=== Saved data entries ===
[Start of Attachment]
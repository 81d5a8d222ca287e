//! Trust score derivation and queue eligibility
//!
//! The score is a pure function of account signals. The eligibility gate only
//! reads; writing the derived score back is [`TrustService::refresh`].

use crate::error::Result;
use crate::users::{SteamSignals, User, UserStore};
use serde::{Deserialize, Serialize};
use std::sync::Arc;
use tracing::{debug, warn};

pub const BASE_TRUST: i64 = 1000;
pub const VERIFIED_MIN_TRUST: u32 = 1200;
pub const VERIFIED_MIN_HOURS: u32 = 500;
pub const QUEUE_MIN_TRUST: u32 = 500;

/// `1000 + 10*floor(hours/100) + 50*floor(years) - 500*vac - 200*game - 100*reports`,
/// floored at 0.
pub fn compute_trust_score(signals: &SteamSignals, validated_reports: u32) -> u32 {
    let score = BASE_TRUST + 10 * i64::from(signals.hours / 100)
        + 50 * signals.account_age_years.max(0.0).floor() as i64
        - 500 * i64::from(signals.vac_bans)
        - 200 * i64::from(signals.game_bans)
        - 100 * i64::from(validated_reports);
    score.clamp(0, i64::from(u32::MAX)) as u32
}

pub fn is_verified(trust_score: u32, hours: u32) -> bool {
    trust_score >= VERIFIED_MIN_TRUST && hours >= VERIFIED_MIN_HOURS
}

/// Why a user may not queue
#[derive(Debug, Clone, PartialEq, Eq, Serialize, Deserialize)]
pub enum DenialReason {
    Banned,
    VacBanned,
    TrustTooLow { score: u32 },
}

impl std::fmt::Display for DenialReason {
    fn fmt(&self, f: &mut std::fmt::Formatter<'_>) -> std::fmt::Result {
        match self {
            DenialReason::Banned => write!(f, "Account is banned"),
            DenialReason::VacBanned => write!(f, "VAC ban on record"),
            DenialReason::TrustTooLow { score } => {
                write!(f, "Trust Factor too low ({} < {})", score, QUEUE_MIN_TRUST)
            }
        }
    }
}

#[derive(Debug, Clone, PartialEq, Eq, Serialize, Deserialize)]
pub enum Eligibility {
    Allowed,
    Denied(DenialReason),
}

/// Advisory gate for queue admission; never mutates.
pub fn check_queue_eligibility(user: &User) -> Eligibility {
    if user.is_banned {
        Eligibility::Denied(DenialReason::Banned)
    } else if user.steam.vac_bans > 0 {
        Eligibility::Denied(DenialReason::VacBanned)
    } else if user.trust_score < QUEUE_MIN_TRUST {
        Eligibility::Denied(DenialReason::TrustTooLow {
            score: user.trust_score,
        })
    } else {
        Eligibility::Allowed
    }
}

/// Writes freshly derived trust scores back to the user store
#[derive(Clone)]
pub struct TrustService {
    users: Arc<dyn UserStore>,
}

impl TrustService {
    pub fn new(users: Arc<dyn UserStore>) -> Self {
        Self { users }
    }

    /// Re-derive and store the trust score of one user
    pub fn refresh(&self, user_id: &str) -> Result<u32> {
        let updated = self.users.update(user_id, &mut |user| {
            user.trust_score = compute_trust_score(&user.steam, user.validated_reports);
            Ok(())
        })?;
        debug!("Trust score for {} is now {}", user_id, updated.trust_score);
        Ok(updated.trust_score)
    }

    /// Refresh a batch of users, logging but skipping individual failures
    pub fn refresh_all(&self, user_ids: &[String]) -> usize {
        user_ids
            .iter()
            .filter(|id| match self.refresh(id) {
                Ok(_) => true,
                Err(e) => {
                    warn!("Failed to refresh trust score for {}: {}", id, e);
                    false
                }
            })
            .count()
    }
}

#[cfg(test)]
mod tests {
    use super::*;
    use crate::users::InMemoryUserStore;

    fn signals(hours: u32, years: f64, vac: u32, game: u32) -> SteamSignals {
        SteamSignals {
            hours,
            account_age_years: years,
            vac_bans: vac,
            game_bans: game,
        }
    }

    #[test]
    fn test_trust_formula() {
        assert_eq!(compute_trust_score(&signals(0, 0.0, 0, 0), 0), 1000);
        // 1000 + 10*12 + 50*3
        assert_eq!(compute_trust_score(&signals(1250, 3.9, 0, 0), 0), 1270);
        // 1000 + 10*5 + 50*1 - 200 - 100*2
        assert_eq!(compute_trust_score(&signals(560, 1.2, 0, 1), 2), 700);
    }

    #[test]
    fn test_trust_floored_at_zero() {
        assert_eq!(compute_trust_score(&signals(0, 0.0, 3, 0), 0), 0);
    }

    #[test]
    fn test_verified_requires_both() {
        assert!(is_verified(1200, 500));
        assert!(!is_verified(1199, 5000));
        assert!(!is_verified(1500, 499));
    }

    #[test]
    fn test_eligibility_reasons() {
        let mut user = User::new("u1", 1000);
        assert_eq!(check_queue_eligibility(&user), Eligibility::Allowed);

        user.trust_score = 499;
        assert_eq!(
            check_queue_eligibility(&user),
            Eligibility::Denied(DenialReason::TrustTooLow { score: 499 })
        );

        user.steam.vac_bans = 1;
        assert_eq!(
            check_queue_eligibility(&user),
            Eligibility::Denied(DenialReason::VacBanned)
        );

        user.is_banned = true;
        assert_eq!(
            check_queue_eligibility(&user),
            Eligibility::Denied(DenialReason::Banned)
        );
    }

    #[test]
    fn test_refresh_writes_score() {
        let store = Arc::new(InMemoryUserStore::new());
        let mut user = User::new("u1", 1000).with_steam("s1", signals(300, 2.0, 0, 0));
        user.validated_reports = 1;
        store.insert(user).unwrap();

        let service = TrustService::new(store.clone());
        assert_eq!(service.refresh("u1").unwrap(), 1030);
        assert_eq!(store.get("u1").unwrap().unwrap().trust_score, 1030);
        assert_eq!(service.refresh_all(&["u1".to_string(), "ghost".to_string()]), 1);
    }
}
[End of Attachment]
=== Task objective ===
In full and without alteration, retype the entries above.

=== Exercise solution ===
repository 81d5a8d222ca287e
//! Trust score derivation and queue eligibility
//!
//! The score is a pure function of account signals. The eligibility gate only
//! reads; writing the derived score back is [`TrustService::refresh`].

use crate::error::Result;
use crate::users::{SteamSignals, User, UserStore};
use serde::{Deserialize, Serialize};
use std::sync::Arc;
use tracing::{debug, warn};

pub const BASE_TRUST: i64 = 1000;
pub const VERIFIED_MIN_TRUST: u32 = 1200;
pub const VERIFIED_MIN_HOURS: u32 = 500;
pub const QUEUE_MIN_TRUST: u32 = 500;

/// `1000 + 10*floor(hours/100) + 50*floor(years) - 500*vac - 200*game - 100*reports`,
/// floored at 0.
pub fn compute_trust_score(signals: &SteamSignals, validated_reports: u32) -> u32 {
    let score = BASE_TRUST + 10 * i64::from(signals.hours / 100)
        + 50 * signals.account_age_years.max(0.0).floor() as i64
        - 500 * i64::from(signals.vac_bans)
        - 200 * i64::from(signals.game_bans)
        - 100 * i64::from(validated_reports);
    score.clamp(0, i64::from(u32::MAX)) as u32
}

pub fn is_verified(trust_score: u32, hours: u32) -> bool {
    trust_score >= VERIFIED_MIN_TRUST && hours >= VERIFIED_MIN_HOURS
}

/// Why a user may not queue
#[derive(Debug, Clone, PartialEq, Eq, Serialize, Deserialize)]
pub enum DenialReason {
    Banned,
    VacBanned,
    TrustTooLow { score: u32 },
}

impl std::fmt::Display for DenialReason {
    fn fmt(&self, f: &mut std::fmt::Formatter<'_>) -> std::fmt::Result {
        match self {
            DenialReason::Banned => write!(f, "Account is banned"),
            DenialReason::VacBanned => write!(f, "VAC ban on record"),
            DenialReason::TrustTooLow { score } => {
                write!(f, "Trust Factor too low ({} < {})", score, QUEUE_MIN_TRUST)
            }
        }
    }
}

#[derive(Debug, Clone, PartialEq, Eq, Serialize, Deserialize)]
pub enum Eligibility {
    Allowed,
    Denied(DenialReason),
}

/// Advisory gate for queue admission; never mutates.
pub fn check_queue_eligibility(user: &User) -> Eligibility {
    if user.is_banned {
        Eligibility::Denied(DenialReason::Banned)
    } else if user.steam.vac_bans > 0 {
        Eligibility::Denied(DenialReason::VacBanned)
    } else if user.trust_score < QUEUE_MIN_TRUST {
        Eligibility::Denied(DenialReason::TrustTooLow {
            score: user.trust_score,
        })
    } else {
        Eligibility::Allowed
    }
}

/// Writes freshly derived trust scores back to the user store
#[derive(Clone)]
pub struct TrustService {
    users: Arc<dyn UserStore>,
}

impl TrustService {
    pub fn new(users: Arc<dyn UserStore>) -> Self {
        Self { users }
    }

    /// Re-derive and store the trust score of one user
    pub fn refresh(&self, user_id: &str) -> Result<u32> {
        let updated = self.users.update(user_id, &mut |user| {
            user.trust_score = compute_trust_score(&user.steam, user.validated_reports);
            Ok(())
        })?;
        debug!("Trust score for {} is now {}", user_id, updated.trust_score);
        Ok(updated.trust_score)
    }

    /// Refresh a batch of users, logging but skipping individual failures
    pub fn refresh_all(&self, user_ids: &[String]) -> usize {
        user_ids
            .iter()
            .filter(|id| match self.refresh(id) {
                Ok(_) => true,
                Err(e) => {
                    warn!("Failed to refresh trust score for {}: {}", id, e);
                    false
                }
            })
            .count()
    }
}

#[cfg(test)]
mod tests {
    use super::*;
    use crate::users::InMemoryUserStore;

    fn signals(hours: u32, years: f64, vac: u32, game: u32) -> SteamSignals {
        SteamSignals {
            hours,
            account_age_years: years,
            vac_bans: vac,
            game_bans: game,
        }
    }

    #[test]
    fn test_trust_formula() {
        assert_eq!(compute_trust_score(&signals(0, 0.0, 0, 0), 0), 1000);
        // 1000 + 10*12 + 50*3
        assert_eq!(compute_trust_score(&signals(1250, 3.9, 0, 0), 0), 1270);
        // 1000 + 10*5 + 50*1 - 200 - 100*2
        assert_eq!(compute_trust_score(&signals(560, 1.2, 0, 1), 2), 700);
    }

    #[test]
    fn test_trust_floored_at_zero() {
        assert_eq!(compute_trust_score(&signals(0, 0.0, 3, 0), 0), 0);
    }

    #[test]
    fn test_verified_requires_both() {
        assert!(is_verified(1200, 500));
        assert!(!is_verified(1199, 5000));
        assert!(!is_verified(1500, 499));
    }

    #[test]
    fn test_eligibility_reasons() {
        let mut user = User::new("u1", 1000);
        assert_eq!(check_queue_eligibility(&user), Eligibility::Allowed);

        user.trust_score = 499;
        assert_eq!(
            check_queue_eligibility(&user),
            Eligibility::Denied(DenialReason::TrustTooLow { score: 499 })
        );

        user.steam.vac_bans = 1;
        assert_eq!(
            check_queue_eligibility(&user),
            Eligibility::Denied(DenialReason::VacBanned)
        );

        user.is_banned = true;
        assert_eq!(
            check_queue_eligibility(&user),
            Eligibility::Denied(DenialReason::Banned)
        );
    }

    #[test]
    fn test_refresh_writes_score() {
        let store = Arc::new(InMemoryUserStore::new());
        let mut user = User::new("u1", 1000).with_steam("s1", signals(300, 2.0, 0, 0));
        user.validated_reports = 1;
        store.insert(user).unwrap();

        let service = TrustService::new(store.clone());
        assert_eq!(service.refresh("u1").unwrap(), 1030);
        assert_eq!(store.get("u1").unwrap().unwrap().trust_score, 1030);
        assert_eq!(service.refresh_all(&["u1".to_string(), "ghost".to_string()]), 1);
    }
}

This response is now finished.